## Task
What number of lines in the material contain the word "MockRepository"? Give that number alone.

## Supplied information

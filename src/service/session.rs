use crate::database::session::SessionRepository;
use crate::error::app_error::AppError;
use crate::models::session::{NewSessionRequest, Session};
use chrono::Utc;
use tracing::info;
use validator::Validate;

pub struct SessionService<'a, R: SessionRepository + ?Sized> {
    repository: &'a R,
}

impl<'a, R: SessionRepository + ?Sized> SessionService<'a, R> {
    pub fn new(repository: &'a R) -> Self {
        SessionService { repository }
    }

    pub async fn list_sessions(&self) -> Result<Vec<Session>, AppError> {
        self.repository.list_sessions().await
    }

    pub async fn get_session(&self, id: i32) -> Result<Session, AppError> {
        self.repository.get_session_by_id(id).await?.ok_or(AppError::SessionNotFound(id))
    }

    pub async fn create_session(&self, request: &NewSessionRequest) -> Result<Session, AppError> {
        request.validate()?;

        let session = self.repository.add_session(&Session::new(request.name.as_str(), Utc::now())).await?;
        info!(session_id = session.id, "session created");
        Ok(session)
    }
}

#[cfg(test)]
mod tests {
    use super::*;
    use crate::test_utils::MockRepository;

    #[tokio::test]
    async fn test_create_session_starts_without_ideas() {
        let repo = MockRepository::default();
        let service = SessionService::new(&repo);

        let session = service
            .create_session(&NewSessionRequest {
                name: "Planning".to_string(),
            })
            .await
            .unwrap();

        assert_eq!(session.id, 1);
        assert!(session.ideas.is_empty());
        assert_eq!(service.list_sessions().await.unwrap().len(), 1);
    }

    #[tokio::test]
    async fn test_create_session_rejects_blank_name() {
        let repo = MockRepository::default();
        let service = SessionService::new(&repo);

        let result = service.create_session(&NewSessionRequest { name: " ".to_string() }).await;
        assert!(matches!(result, Err(AppError::ValidationError(_))));
        assert!(service.list_sessions().await.unwrap().is_empty());
    }

    #[tokio::test]
    async fn test_get_missing_session() {
        let repo = MockRepository::default();
        let result = SessionService::new(&repo).get_session(9).await;
        assert!(matches!(result, Err(AppError::SessionNotFound(9))));
    }
}
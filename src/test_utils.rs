use crate::database::session::SessionRepository;
use crate::error::app_error::AppError;
use crate::models::session::Session;
use crate::store::StoreError;
use crate::{Config, build_rocket};
use rocket::local::asynchronous::{Client, LocalResponse};
use rocket::local::blocking;
use serde::Serialize;
use std::sync::{Mutex as StdMutex, MutexGuard, OnceLock, PoisonError};
use tokio::sync::Mutex;

/// In-memory stand-in for the store-backed repository.
#[derive(Default)]
pub struct MockRepository {
    sessions: Mutex<Vec<Session>>,
    next_id: Mutex<i32>,
    fail_updates: bool,
}

impl MockRepository {
    pub fn with_sessions(sessions: Vec<Session>) -> Self {
        let sessions: Vec<Session> = sessions
            .into_iter()
            .enumerate()
            .map(|(index, session)| Session {
                id: index as i32 + 1,
                ..session
            })
            .collect();
        Self {
            next_id: Mutex::new(sessions.len() as i32),
            sessions: Mutex::new(sessions),
            fail_updates: false,
        }
    }

    /// Every `update_session` call fails as if the store rejected the write.
    pub fn failing_updates(self) -> Self {
        Self { fail_updates: true, ..self }
    }

    async fn assign_ids(&self, session: &mut Session) {
        let mut next_id = self.next_id.lock().await;
        if session.id == 0 {
            *next_id += 1;
            session.id = *next_id;
        }
        for idea in session.ideas.iter_mut().filter(|idea| idea.id == 0) {
            *next_id += 1;
            idea.id = *next_id;
        }
    }
}

#[async_trait::async_trait]
impl SessionRepository for MockRepository {
    async fn list_sessions(&self) -> Result<Vec<Session>, AppError> {
        Ok(self.sessions.lock().await.clone())
    }

    async fn get_session_by_id(&self, id: i32) -> Result<Option<Session>, AppError> {
        Ok(self.sessions.lock().await.iter().find(|session| session.id == id).cloned())
    }

    async fn add_session(&self, session: &Session) -> Result<Session, AppError> {
        let mut session = session.clone();
        self.assign_ids(&mut session).await;
        self.sessions.lock().await.push(session.clone());
        Ok(session)
    }

    async fn update_session(&self, session: &Session) -> Result<Session, AppError> {
        if self.fail_updates {
            return Err(AppError::store("Failed to update session", StoreError::MissingRow(session.id)));
        }

        let mut session = session.clone();
        self.assign_ids(&mut session).await;
        let mut sessions = self.sessions.lock().await;
        let Some(existing) = sessions.iter_mut().find(|existing| existing.id == session.id) else {
            return Err(AppError::store("Failed to update session", StoreError::MissingRow(session.id)));
        };
        *existing = session.clone();
        Ok(session)
    }
}

/// A fully bootstrapped server driven through Rocket's local client.
///
/// Build one per test group and issue every request of the group through it:
/// the store is seeded once, when the fixture starts, and state carries over
/// between requests exactly as it would against a running server.
pub struct TestFixture {
    pub client: Client,
}

impl TestFixture {
    pub async fn start() -> Self {
        Self::with_config(Config::default()).await
    }

    pub async fn with_config(config: Config) -> Self {
        let client = Client::tracked(build_rocket(config)).await.expect("valid rocket instance");
        TestFixture { client }
    }

    pub async fn get(&self, uri: &str) -> LocalResponse<'_> {
        self.client.get(uri.to_string()).dispatch().await
    }

    pub async fn post_json<T: Serialize>(&self, uri: &str, body: &T) -> LocalResponse<'_> {
        self.client.post(uri.to_string()).json(body).dispatch().await
    }

    pub async fn get_json(&self, uri: &str) -> serde_json::Value {
        let response = self.get(uri).await;
        assert!(response.status().class().is_success(), "GET {} returned {}", uri, response.status());
        response.into_json().await.expect("JSON response body")
    }
}

/// One warm server shared by every test of a group.
///
/// Declare it as a module-local `static`: the server is built and seeded on
/// first use, and later tests of the module see whatever earlier ones wrote.
/// Holding the returned guard serializes the group's tests, so a test's own
/// requests are never interleaved with another's. Groups in other modules get
/// their own instance.
pub struct SharedFixture {
    client: OnceLock<StdMutex<blocking::Client>>,
}

impl SharedFixture {
    pub const fn new() -> Self {
        SharedFixture { client: OnceLock::new() }
    }

    pub fn client(&self) -> MutexGuard<'_, blocking::Client> {
        self.client
            .get_or_init(|| StdMutex::new(blocking::Client::tracked(build_rocket(Config::default())).expect("valid rocket instance")))
            .lock()
            .unwrap_or_else(PoisonError::into_inner)
    }
}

## Exercise output
7